Create a file named my_app.py and add the following code:

from groundwork import App

if __name__ == "__main__":
    my_app = App()
    my_app.plugins.activate(["GwPluginInfo"])
    my_app.commands.start_cli()

This code performs the following actions:

  • It creates a groundwork application app via my_app = App()
  • It activates the plugin GwPluginInfo, which is part of groundwork itself.
    • During activation, GWPluginInfo registers a command called plugin_list by its own.
  • It starts the command line interface

Run an app

Open a command line interface, change to folder, which contains my_app.py, and execute:

python my_app.py

This will start groundwork and its command line interface.

Because no command was added as parameter, groundwork complains about it. To change this, simply add the needed command

python my_app.py plugin_list

This will print a list of all available plugins, including some helpful information about them.

Plugins

Activate registered plugins

Activating already registered plugins like GwPluginInfo is easy. All you need to know is the name of a plugin.:

my_app.activate(["GwPluginInfo", "GwCommandsInfo", "GwSignalInfo"])

groundwork knows these names, because it automatically scans the used python environment for packages, which are providing groundwork plugins. See Plugin registration for more details or Packaging and Installation for using this mechanism for own plugins.

Create own plugins

The easiest way of creating a groundwork plugin is by defining a class, which inherits from GwBasePattern. But before activation, it also needs to be registered, what can be done during application initialisation:

from groundwork import App
from groundwork.patterns import GwBasePattern

class MyPlugin(GwBasePattern):
    def __init__(self, app, **kwargs):
        self.name = "My Plugin"
        super().__init__(app, **kwargs)

    def activate(self): pass

    def deactivate(self): pass


my_app = App(plugins=[MyPlugin])    # Register your plugin class
my_app.plugins.activate(["My Plugin"])      # And activate it

You can also use the plugin object itself to perform the activation:

# Instead of
# my_app = App(plugins=[MyPlugin])
# my_app.activate(["My Plugin"])
my_app = App()
my_plugin = MyPlugin(app=my_app)
my_plugin.activate()

Note

If a plugin inherits from any pattern, GwBasePattern is no longer needed as the pattern itself does already inherit from this class.

Warning

The __init__ routine of a plugin class must always set a name and call the next __init__ routine in the inheritance chain (in this order!).

Also make sure that your __init__ can handle app as the first argument and additional, optional keyword arguments.

If this is missed, the patterns and their objects are not initialized and configured the right way.

So always use:

def __init__(self, app, **kwargs):
    self.name = "My Plugin"
    super().__init__(app, **kwargs)

Patterns

Using patterns

Patterns are used to inject new functionality to a plugin. There are patterns for registering commands, generating different types of documentation, activating web support and much more.
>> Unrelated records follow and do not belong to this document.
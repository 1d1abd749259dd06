//! # awdl - Keep Apple Wireless Direct Link disabled
//!
//! A small command line tool for macOS that turns the AWDL interface
//! (`awdl0`) off and keeps it off. macOS re-enables AWDL whenever AirDrop,
//! AirPlay or Continuity want it, so a one-shot `ifconfig awdl0 down` does
//! not last. `awdl disable` takes the interface down and starts a background
//! daemon that forces it down again every time it comes back up.
//!
//! ## Architecture
//!
//! ```text
//! ┌─────────────────────────────────────────────────────────────┐
//! │                          awdl                               │
//! ├─────────────────────────────────────────────────────────────┤
//! │  Dispatcher (clap)                                          │
//! │    └── Commands: status, disable, enable, help              │
//! ├─────────────────────────────────────────────────────────────┤
//! │  Config (serde_yaml)                                        │
//! │    └── Interface, polling interval, backoff, paths          │
//! ├─────────────────────────────────────────────────────────────┤
//! │  Interface Controller (InterfaceController trait)           │
//! │    └── IfconfigController: probe flags, set up/down         │
//! ├─────────────────────────────────────────────────────────────┤
//! │  Persistence Daemon (tokio)                                 │
//! │    ├── Detached process holding a locked marker file        │
//! │    └── Re-disable loop with exponential backoff on errors   │
//! ├─────────────────────────────────────────────────────────────┤
//! │  Autostart (launchd)                                        │
//! │    └── LaunchDaemon plist restarting the daemon at boot     │
//! └─────────────────────────────────────────────────────────────┘
//! ```
//!
//! ## Example Usage
//!
//! ```no_run
//! use awdl::interface::{AdminState, IfconfigController, InterfaceController};
//!
//! fn main() -> anyhow::Result<()> {
//!     let controller = IfconfigController::new("/sbin/ifconfig");
//!
//!     println!("awdl0 is {}", controller.probe("awdl0")?);
//!     controller.set_state("awdl0", AdminState::Down)?;
//!
//!     Ok(())
//! }
//! ```
//!
//! ## Modules
//!
//! - [`autostart`] - launchd job that restarts the daemon at boot
//! - [`cli`] - Command-line interface definitions
//! - [`cmd_abstraction`] - External command execution (mockable)
//! - [`commands`] - CLI command implementations
//! - [`config`] - Configuration parsing and validation
//! - [`daemon`] - Persistence daemon loop and process lifecycle
//! - [`dispatcher`] - Argument dispatch, wiring and exit codes
//! - [`error`] - Error types and exit code mapping
//! - [`fs_abstraction`] - Filesystem access (mockable)
//! - [`interface`] - Interface state probing and control
//! - [`lock`] - Locked marker file owned by the running daemon
//! - [`signal`] - Graceful shutdown signal handling
//! - [`utils`] - Common utility functions (formatting)

pub mod autostart;
pub mod cli;
pub mod cmd_abstraction;
pub mod commands;
pub mod config;
pub mod daemon;
pub mod dispatcher;
pub mod error;
pub mod fs_abstraction;
pub mod interface;
pub mod lock;
pub mod signal;
pub mod utils;

pub use cli::{Cli, Commands};
pub use config::Config;
pub use error::AwdlError;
A plugin can inherit multiple patterns:

class MyPlugin(GwCommandPattern, GwDocumentPattern):
    def __init__(self, app, **kwargs):
        self.name = "My Plugin"
        super().__init__(app, **kwargs)

This code example gives MyPlugin functions to register new commands and new documents.

If your are using a coding environment with code completion, just type self. to see all available functions , including the inherited ones.

Writing patterns

A pattern is more or less a plugin without any activation or deactivation function. Like plugins, it must also inherit from GwBasePattern.

A pattern is allowed to multiply inherit from other patterns as well.

You can find an example with multiple inheritance in the Pattern Example Code.